I finally got permission to spend some time blogging in the midst of vacations.
2008 worldwide stock markets suffer decline of 40% or more is not something new, the rate of decline is something new. How can we suffered that kind of steep losses in less than 1 year? The demised of Lehman Brother, in my opinion, was the straw that broke the camel's back. That was the trigger of unsystematic/chaotic deleveraging unwinding that lead to forced liquidation from stocks, bonds, commodities to almost everything under the sun. That scared hell a lot out of governments around the world, they immediately took a stance of over reacting rather than sit back and relax to let the market sort out themselves. They competing for zero interest rate and announced humongous fiscal stimulus.
To those who has been very hardworking reading all over the Internet plus your "secret counsel sources", you will not find anything new in this summary. The themes are the same.
1. It is going to be government led economic economic recovery and NOT consumer led recovery. Spending is going into infrastructure, education, energy efficiency projects and etc. Trillions of dollars are in the pipeline.
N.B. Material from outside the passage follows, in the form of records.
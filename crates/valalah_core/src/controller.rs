//! # Particle Lifecycle Controller
//!
//! Owns a capacity-bounded population of falling particles.
//!
//! ```text
//! start ─► burst (N staggered spawns) ─► steady spawn tick every interval
//!                      │
//!                      ▼
//!   spawn_one ── full? ──► dropped (never queued)
//!       │
//!       ▼
//!    Alive ── lifetime elapsed ─────────────────────────► Removed
//!       │                                                    ▲
//!       └── on_interact ─► Expiring ── dismiss delay ────────┘
//!                            └─► shards (uncounted, fixed lifetime)
//! ```
//!
//! Every transition into `Removed` goes through a state guard, so an entity
//! is released exactly once no matter which path reaches it first.

use std::time::Duration;

use rand::Rng;
use tracing::{debug, info, warn};

use crate::clock::{Dispatch, Driven, Scheduler, TimerHandle, Wakeup};
use crate::config::{ControllerConfig, Viewport};
use crate::entity::{EntityId, EntitySlots, EntityState};
use crate::ephemeral::Ephemerals;
use crate::error::EffectResult;
use crate::sound::OptionalSound;
use crate::surface::{Mark, Placement, Sprite, Surface, Timing};
use crate::variant::{choose, jitter, uniform_count, uniform_in};

/// Controller lifecycle. A stopped controller is never restarted.
#[derive(Clone, Copy, Debug, PartialEq, Eq, Hash, Default)]
pub enum Phase {
    /// Built, not started.
    #[default]
    Idle,
    /// Spawning.
    Running,
    /// Torn down.
    Stopped,
}

/// One live entity.
#[derive(Debug)]
pub struct Particle<N> {
    /// Visual representation.
    node: N,
    /// Index into the config's variants.
    variant: usize,
    /// Scheduler time at creation.
    spawned_at: Duration,
    /// Time from creation to expiry.
    lifetime: Duration,
    /// Lifecycle state.
    state: EntityState,
    /// Pending expiry, while Alive.
    expiry: Option<TimerHandle>,
    /// Pending removal, while Expiring.
    dismiss: Option<TimerHandle>,
}
//! # Theme Soak
//!
//! Runs a theme on the simulated clock with random pointer moves and clicks,
//! checking the capacity bound after every single wakeup.
//!
//! ```bash
//! theme_soak [theme] [seconds] [seed] [themes.toml]
//! theme_soak easter 600 42
//! ```
//!
//! Exits non-zero if the bound is ever broken or anything survives teardown.

use std::process::ExitCode;
use std::time::Duration;

use rand::{Rng, SeedableRng};
use rand_chacha::ChaCha8Rng;
use valalah_core::{Driven, Dispatch, Scheduler, Viewport};
use valalah_themes::{headless_stage, HeadlessStage, ThemeKind, ThemeOverrides};

/// Simulated milliseconds between pointer/click events.
const STEP_MS: u64 = 50;
const STEP: Duration = Duration::from_millis(STEP_MS);

/// Steps in `seconds` of simulated time. Saturates instead of wrapping.
const fn steps_for(seconds: u64) -> u64 {
    seconds.saturating_mul(1000 / STEP_MS)
}

/// What the soak observed.
#[derive(Debug, Default)]
struct SoakReport {
    wakeups: u64,
    clicks: u64,
    accepted_clicks: u64,
    peak_live: usize,
    violations: u64,
}

fn parse_args() -> Result<(ThemeKind, u64, u64, ThemeOverrides), String> {
    let args: Vec<String> = std::env::args().skip(1).collect();

    let kind = match args.first() {
        Some(name) => name.parse::<ThemeKind>().map_err(|e| e.to_string())?,
        None => ThemeKind::Winter,
    };
    let seconds = match args.get(1) {
        Some(s) => s.parse::<u64>().map_err(|e| format!("seconds: {e}"))?,
        None => 60,
    };
    let seed = match args.get(2) {
        Some(s) => s.parse::<u64>().map_err(|e| format!("seed: {e}"))?,
        None => 1,
    };
    let overrides = match args.get(3) {
        Some(path) => {
            let source = std::fs::read_to_string(path).map_err(|e| format!("{path}: {e}"))?;
            ThemeOverrides::from_toml_str(&source).map_err(|e| e.to_string())?
        }
        None => ThemeOverrides::none(),
    };
    Ok((kind, seconds, seed, overrides))
}

/// Advances one step, one wakeup at a time.
fn step(stage: &mut HeadlessStage, report: &mut SoakReport) {
    let until = stage.clock().now() + STEP;
    while let Some(wakeup) = stage.clock_mut().pop_due(until) {
        stage.dispatch(wakeup);
        report.wakeups += 1;

        let theme = stage.current();
        report.peak_live = report.peak_live.max(theme.live_count());
        if theme.live_count() > theme.capacity() {
            report.violations += 1;
            eprintln!(
                "   ❌ {} live > capacity {} after {wakeup:?}",
                theme.live_count(),
                theme.capacity()
            );
        }
    }
    stage.clock_mut().settle(until);
}

fn poke(stage: &mut HeadlessStage, chaos: &mut ChaCha8Rng, report: &mut SoakReport) {
    let now = stage.clock().now();
    let x = chaos.gen_range(0.0..1280.0);
    let y = chaos.gen_range(0.0..800.0);
    stage.on_pointer_move(x, y, now);

    if !chaos.gen_bool(0.1) {
        return;
    }
    let Some(ids) = stage.current().as_falling().map(valalah_core::ParticleController::live_ids)
    else {
        return;
    };
    if ids.is_empty() {
        return;
    }
    let id = ids[chaos.gen_range(0..ids.len())];
    report.clicks += 1;
    if stage.on_interact(id, (x, y)) {
        report.accepted_clicks += 1;
    }
}

fn main() -> ExitCode {
    let (kind, seconds, seed, overrides) = match parse_args() {
        Ok(args) => args,
        Err(err) => {
            eprintln!("theme_soak: {err}");
            eprintln!("usage: theme_soak [theme] [seconds] [seed] [themes.toml]");
            return ExitCode::from(2);
        }
    };

    println!("═══════════════════════════════════════════════════════════════════");
    println!("                    VALALAH THEME SOAK");
    println!("═══════════════════════════════════════════════════════════════════");
    println!("   {}", kind.load_message());
    println!("   simulated: {seconds}s   seed: {seed}");

    let mut stage = match headless_stage(kind, overrides, Viewport::desktop(), seed) {
        Ok(stage) => stage,
        Err(err) => {
            eprintln!("theme_soak: {err}");
            return ExitCode::from(2);
        }
    };
    let mut chaos = ChaCha8Rng::seed_from_u64(seed ^ 0x5EED);
    let mut report = SoakReport::default();

    stage.document_ready();
    let steps = steps_for(seconds);
    for _ in 0..steps {
        step(&mut stage, &mut report);
        poke(&mut stage, &mut chaos, &mut report);
    }

    stage.before_unload();
    let leftover_nodes = stage.current().surface().live_count();
    let leftover_timers = stage.clock().pending();

    println!("───────────────────────────────────────────────────────────────────");
    println!("   wakeups dispatched : {}", report.wakeups);
    println!("   peak live          : {} / {}", report.peak_live, stage.current().capacity());
    println!("   nodes created      : {}", stage.current().surface().created_count());
    println!("   clicks (accepted)  : {} ({})", report.clicks, report.accepted_clicks);
    println!("   capacity violations: {}", report.violations);
    println!("   after teardown     : {leftover_nodes} nodes, {leftover_timers} timers");
    println!("═══════════════════════════════════════════════════════════════════");

    if report.violations > 0 || leftover_nodes > 0 || leftover_timers > 0 {
        println!("   ❌ SOAK FAILED");
        ExitCode::FAILURE
    } else {
        println!("   ✅ SOAK PASSED");
        ExitCode::SUCCESS
    }
}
Good bye iPOD, cheap toys, camcorder, plasma TV, etc.
2. Low interest rates to encourage people to take risk again rather than benefiting the mattress manufacturers. But I doubt carry trade will resume anytime soon.
3. Competitive devaluation of currencies against each other. It is going to be a reverse beauty contest - nobody wants to be the Miss Universe. I would think currency market is going to be volatiles. I will simply avoid this area in order not to be caught bare-footed.
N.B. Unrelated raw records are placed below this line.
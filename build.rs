//! Renders the `amqpframe(1)` man page from the CLI definition.

use std::{fs, path::Path};

use clap::CommandFactory;
use clap_mangen::Man;

#[path = "src/cli.rs"]
#[allow(dead_code, reason = "only the clap definition is needed here")]
mod cli;

const MAN_DIR: &str = "target/generated-man";

fn main() -> Result<(), Box<dyn std::error::Error>> {
    println!("cargo:rerun-if-changed=src/cli.rs");

    let command = cli::Cli::command();
    let page = Path::new(MAN_DIR).join(format!("{}.1", command.get_name()));
    let mut roff = Vec::new();
    Man::new(command).render(&mut roff)?;

    fs::create_dir_all(MAN_DIR)?;
    fs::write(page, roff)?;
    Ok(())
}
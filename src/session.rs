//! Session engine.
//!
//! A [`Session`] owns the links attached on one channel, assigns delivery
//! ids to outbound transfers and settles them as the peer's dispositions
//! arrive. It never touches the socket: every handler appends the frames it
//! wants sent to an outbox supplied by the connection, so the session can be
//! driven and inspected without any I/O.

use std::collections::{HashMap, VecDeque};

use bytes::Bytes;
use tracing::{debug, info, warn};

use crate::{
    broker::{Broker, BrokerError, EventSender, MessageHandler, MessageId, SettleCallback, Settlement},
    codec::{CodecError, Frame, FramingError, transfer_capacity},
    config::{DispositionMode, EngineConfig},
    error::EngineError,
    link::{Link, LinkKey, PublishLink, SubscribeLink},
    performative::{
        Attach,
        Begin,
        DeliveryState,
        Detach,
        Disposition,
        End,
        Flow,
        Performative,
        Role,
        Transfer,
    },
};


/// An outbound transfer the peer has not settled yet.
#[derive(Clone, Copy, Debug, PartialEq, Eq)]
pub struct Delivery {
    /// Session-scoped id carried by the transfer.
    pub delivery_id: u32,
    /// Link the message was sent on.
    pub link: LinkKey,
    /// Broker identifier of the message.
    pub message_id: MessageId,
}

/// Server side of a session.
#[derive(Debug)]
pub struct Session {
    channel: u16,
    links: HashMap<u32, Link>,
    deliveries: VecDeque<Delivery>,
    next_delivery_id: Option<u32>,
    next_outgoing_id: u32,
    next_incoming_id: u32,
    remote_incoming_window: u32,
    window: u32,
    handle_max: u32,
    publish_credit: u32,
    disposition_mode: DispositionMode,
    max_frame_size: u32,
}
4. The big word of "Quantitative Easing" simply means "turning on the printing press", flood the market with liquidity and flare up the inflation to fight deflation. The Fed says buy the damn long term treasury to bring down the long term yield. Most of the people willing to chase after low yield 20-30 years bond is telling us they believe in deflation will last longer than most of us think or to bet the FED will be the greater fool(buy at higher price still). To borrow PIMCO, the stock market is pricing in a recession, the bond market is pricing in a depression. I can tell you that they are wrong! Short Long Term Treasury and buy GOLD.
5. Quantitative easing is creating a long term bond bubble, when deflates - it will be good news to equities and high risk assets but bad news for mortgage market - rising yield = rising long term borrowing costs. The Japanese was doing the same thing, when BOJ signaled the rate was too low in 2003, Nikkei 225 jumped 47 % from 7600+ to 11,000+. So it's a catch 22.
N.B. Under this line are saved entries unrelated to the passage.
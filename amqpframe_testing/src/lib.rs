//! Utilities for driving an [`amqpframe`] connection during tests.
//!
//! The helpers run a [`Connection`](amqpframe::connection::Connection) on a
//! `tokio::io::duplex` stream, feed it encoded protocol units and return the
//! bytes it wrote back.
//!
//! ```rust
//! use std::sync::Arc;
//!
//! use amqpframe::{EngineConfig, header::ProtocolHeader, test_helpers::RecordingBroker};
//! use amqpframe_testing::drive_connection;
//!
//! # async fn example() -> std::io::Result<()> {
//! let broker = Arc::new(RecordingBroker::new());
//! let output = drive_connection(broker, EngineConfig::default(), vec![
//!     ProtocolHeader::AMQP.to_bytes().to_vec(),
//! ])
//! .await?;
//! assert_eq!(output, ProtocolHeader::AMQP.to_bytes());
//! # Ok(())
//! # }
//! ```

pub mod drive;
pub mod logging;
pub mod metrics;

pub use amqpframe::test_helpers::{
    Published,
    RecordingBroker,
    TestPeer,
    attach_frame,
    begin_frame,
    open_frame,
};
pub use drive::{decode_all, drive_connection, encode_units};
pub use logging::{LoggerHandle, logger};
pub use metrics::{Recorded, counter_value, gauge_value, with_recorder};

/// Result type used by test helpers that may fail with any error.
pub type TestResult<T = ()> = Result<T, Box<dyn std::error::Error + Send + Sync>>;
6. According to Fortune magazine, the housing pricing is still going to fall in 2009 by 15-20% for areas like L.A., Miami but it will stabilize by 2010.
7. Economy and financial markets must be distinguished. Most of the people anticipate a big rebound despite of anticipating more bad economic news - easing VIX ( close to 40% off from 80++), attractive tailing valuation, record cash level, etc.
8. Credit stress and confusing demand destruction create distortions in long term commodities supply. Farmers can't get credit to buy fertilizers, miners are closing mining and shippers got grounded(tight credit is one of the reasons). When demand returns, it will be sellers market.
9. Malaysia E & E sector will be affected. The good news is foreign workers will go first, less social problem but we still going to be affected somewhat. For example Digi, eggs manufacturers and etc will find themselves losing some revenue. Those crossing Singapore daily surely already find themselves out of jobs.
10. Lower oil price, lower commodities prices, shrinking corporate profits(domestic and overseas derrived) mean lower government revenue(taxes). It will be a challenge for the government to stretch their fiscal position. We have been running deficits during the commodities boom and it will get worse while waiting for recovery.
My biggest fear is government is still very complacent underestimating how bad things going to get when developed countries consumers reduce more spending. They are betting on us to spend our EPF money, sorry, many people have signed up paper asking to keep their contribution status quo - higher disposal income??, out you go. Equities and properties markets are not helping either(I guess I don't have to elaborate more). If the government wants to spend, looks like they either have to borrow money and live with higher deficits. Read in between the lines, higher future borrowing costs. Denial to keep confidence high while you have a back up plan is all right with us but what if they don't? That is the story of another year - 2009.